PROVIDED RECORDS section start

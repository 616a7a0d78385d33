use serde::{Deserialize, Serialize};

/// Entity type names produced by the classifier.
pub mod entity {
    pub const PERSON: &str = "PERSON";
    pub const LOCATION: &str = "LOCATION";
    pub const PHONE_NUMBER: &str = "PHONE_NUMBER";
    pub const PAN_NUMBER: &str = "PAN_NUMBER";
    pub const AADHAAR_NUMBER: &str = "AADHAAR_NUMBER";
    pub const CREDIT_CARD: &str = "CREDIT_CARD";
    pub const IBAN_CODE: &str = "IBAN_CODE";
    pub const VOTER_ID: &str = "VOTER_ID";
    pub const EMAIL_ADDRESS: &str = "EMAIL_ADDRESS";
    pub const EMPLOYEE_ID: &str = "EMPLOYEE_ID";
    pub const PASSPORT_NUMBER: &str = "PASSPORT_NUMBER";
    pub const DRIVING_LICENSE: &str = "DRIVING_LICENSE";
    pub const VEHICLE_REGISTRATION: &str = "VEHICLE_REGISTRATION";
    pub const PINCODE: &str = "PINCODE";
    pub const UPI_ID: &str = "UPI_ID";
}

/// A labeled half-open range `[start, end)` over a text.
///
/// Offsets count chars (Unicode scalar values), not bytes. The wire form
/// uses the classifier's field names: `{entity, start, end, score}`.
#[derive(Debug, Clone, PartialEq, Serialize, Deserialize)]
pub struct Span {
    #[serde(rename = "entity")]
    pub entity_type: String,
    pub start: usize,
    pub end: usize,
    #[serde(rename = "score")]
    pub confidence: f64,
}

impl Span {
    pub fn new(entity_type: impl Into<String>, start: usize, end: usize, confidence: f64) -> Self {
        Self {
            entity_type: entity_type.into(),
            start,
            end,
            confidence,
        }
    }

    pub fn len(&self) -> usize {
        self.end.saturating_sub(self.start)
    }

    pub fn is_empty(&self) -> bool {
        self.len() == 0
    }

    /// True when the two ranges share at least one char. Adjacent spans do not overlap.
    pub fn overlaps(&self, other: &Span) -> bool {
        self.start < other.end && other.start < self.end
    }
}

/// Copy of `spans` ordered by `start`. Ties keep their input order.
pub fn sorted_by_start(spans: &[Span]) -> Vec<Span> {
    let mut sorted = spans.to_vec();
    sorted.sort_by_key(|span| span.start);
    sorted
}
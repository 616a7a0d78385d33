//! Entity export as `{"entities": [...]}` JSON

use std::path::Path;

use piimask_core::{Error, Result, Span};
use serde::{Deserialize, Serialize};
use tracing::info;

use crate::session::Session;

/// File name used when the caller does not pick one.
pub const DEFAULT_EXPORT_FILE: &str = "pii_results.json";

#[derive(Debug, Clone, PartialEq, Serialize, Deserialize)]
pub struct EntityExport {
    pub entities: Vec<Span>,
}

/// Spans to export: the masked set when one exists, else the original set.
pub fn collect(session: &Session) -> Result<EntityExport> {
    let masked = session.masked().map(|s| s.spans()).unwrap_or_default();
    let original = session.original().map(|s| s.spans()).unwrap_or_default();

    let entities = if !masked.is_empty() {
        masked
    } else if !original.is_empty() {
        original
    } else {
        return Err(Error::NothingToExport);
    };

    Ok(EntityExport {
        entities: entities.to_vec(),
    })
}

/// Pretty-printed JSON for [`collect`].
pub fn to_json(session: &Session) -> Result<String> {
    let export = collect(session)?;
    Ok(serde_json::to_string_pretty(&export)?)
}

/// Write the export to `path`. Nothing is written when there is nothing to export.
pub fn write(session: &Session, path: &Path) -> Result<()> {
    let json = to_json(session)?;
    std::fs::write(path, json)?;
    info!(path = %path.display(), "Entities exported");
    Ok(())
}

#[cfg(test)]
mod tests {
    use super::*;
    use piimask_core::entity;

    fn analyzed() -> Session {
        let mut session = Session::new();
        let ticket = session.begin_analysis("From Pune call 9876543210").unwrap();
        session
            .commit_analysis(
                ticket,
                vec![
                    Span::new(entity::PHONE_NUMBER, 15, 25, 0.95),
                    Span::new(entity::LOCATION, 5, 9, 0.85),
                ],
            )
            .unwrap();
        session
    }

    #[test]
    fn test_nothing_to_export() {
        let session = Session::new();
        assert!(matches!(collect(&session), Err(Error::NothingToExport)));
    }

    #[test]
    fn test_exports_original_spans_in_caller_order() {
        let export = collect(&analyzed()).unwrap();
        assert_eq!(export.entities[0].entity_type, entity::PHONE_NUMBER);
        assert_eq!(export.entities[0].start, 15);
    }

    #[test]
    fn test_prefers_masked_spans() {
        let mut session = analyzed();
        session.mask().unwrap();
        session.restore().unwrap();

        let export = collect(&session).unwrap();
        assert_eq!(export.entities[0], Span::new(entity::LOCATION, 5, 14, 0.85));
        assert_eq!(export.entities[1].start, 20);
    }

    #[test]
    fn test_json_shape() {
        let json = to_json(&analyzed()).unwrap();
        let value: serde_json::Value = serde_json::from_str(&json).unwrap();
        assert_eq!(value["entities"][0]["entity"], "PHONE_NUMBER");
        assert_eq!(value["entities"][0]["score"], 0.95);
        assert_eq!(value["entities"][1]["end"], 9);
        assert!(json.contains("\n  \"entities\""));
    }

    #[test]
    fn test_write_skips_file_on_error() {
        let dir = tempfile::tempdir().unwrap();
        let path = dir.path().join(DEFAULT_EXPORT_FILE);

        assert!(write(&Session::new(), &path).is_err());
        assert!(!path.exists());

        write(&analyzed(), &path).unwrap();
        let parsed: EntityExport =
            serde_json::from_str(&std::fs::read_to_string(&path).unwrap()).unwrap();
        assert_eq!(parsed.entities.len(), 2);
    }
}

PROVIDED RECORDS section end
PROVIDED RECORDS section start

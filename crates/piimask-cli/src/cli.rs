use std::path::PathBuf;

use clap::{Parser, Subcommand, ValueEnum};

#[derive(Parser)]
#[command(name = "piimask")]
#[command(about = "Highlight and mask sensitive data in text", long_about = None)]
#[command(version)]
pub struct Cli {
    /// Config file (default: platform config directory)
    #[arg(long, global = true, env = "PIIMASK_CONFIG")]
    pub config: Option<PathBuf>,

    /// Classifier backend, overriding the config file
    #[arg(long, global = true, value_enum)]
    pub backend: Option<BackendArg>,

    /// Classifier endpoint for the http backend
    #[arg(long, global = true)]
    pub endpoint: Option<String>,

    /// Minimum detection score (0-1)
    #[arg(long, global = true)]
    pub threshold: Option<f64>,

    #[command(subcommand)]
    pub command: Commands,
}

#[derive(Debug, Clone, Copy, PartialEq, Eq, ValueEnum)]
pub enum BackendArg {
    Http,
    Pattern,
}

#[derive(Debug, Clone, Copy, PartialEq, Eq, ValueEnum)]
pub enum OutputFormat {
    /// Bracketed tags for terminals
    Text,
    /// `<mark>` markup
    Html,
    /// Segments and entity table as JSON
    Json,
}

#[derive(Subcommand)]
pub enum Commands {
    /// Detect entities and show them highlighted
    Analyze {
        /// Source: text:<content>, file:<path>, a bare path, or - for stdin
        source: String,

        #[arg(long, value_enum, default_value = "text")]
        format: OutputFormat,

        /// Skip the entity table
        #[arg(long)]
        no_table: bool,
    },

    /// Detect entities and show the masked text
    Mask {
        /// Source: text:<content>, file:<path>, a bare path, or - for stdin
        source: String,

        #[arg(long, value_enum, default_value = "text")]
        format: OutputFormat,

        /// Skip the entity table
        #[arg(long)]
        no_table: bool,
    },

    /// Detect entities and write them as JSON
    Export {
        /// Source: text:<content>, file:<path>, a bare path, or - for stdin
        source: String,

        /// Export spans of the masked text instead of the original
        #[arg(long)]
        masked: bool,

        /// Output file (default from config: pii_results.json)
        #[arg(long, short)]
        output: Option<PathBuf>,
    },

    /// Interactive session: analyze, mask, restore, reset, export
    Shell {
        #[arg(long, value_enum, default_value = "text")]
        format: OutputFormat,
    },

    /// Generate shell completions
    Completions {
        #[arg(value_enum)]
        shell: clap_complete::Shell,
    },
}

PROVIDED RECORDS section end

**INSTRUCTIONS TO FOLLOW**
What is needed is an exact copy of the lines above, from the one containing "long_about = None)]" through the one containing "detection score (0-1)", with nothing added.

**TASK ANSWER**
#[command(about = "Highlight and mask sensitive data in text", long_about = None)]
#[command(version)]
pub struct Cli {
    /// Config file (default: platform config directory)
    #[arg(long, global = true, env = "PIIMASK_CONFIG")]
    pub config: Option<PathBuf>,

    /// Classifier backend, overriding the config file
    #[arg(long, global = true, value_enum)]
    pub backend: Option<BackendArg>,

    /// Classifier endpoint for the http backend
    #[arg(long, global = true)]
    pub endpoint: Option<String>,

    /// Minimum detection score (0-1)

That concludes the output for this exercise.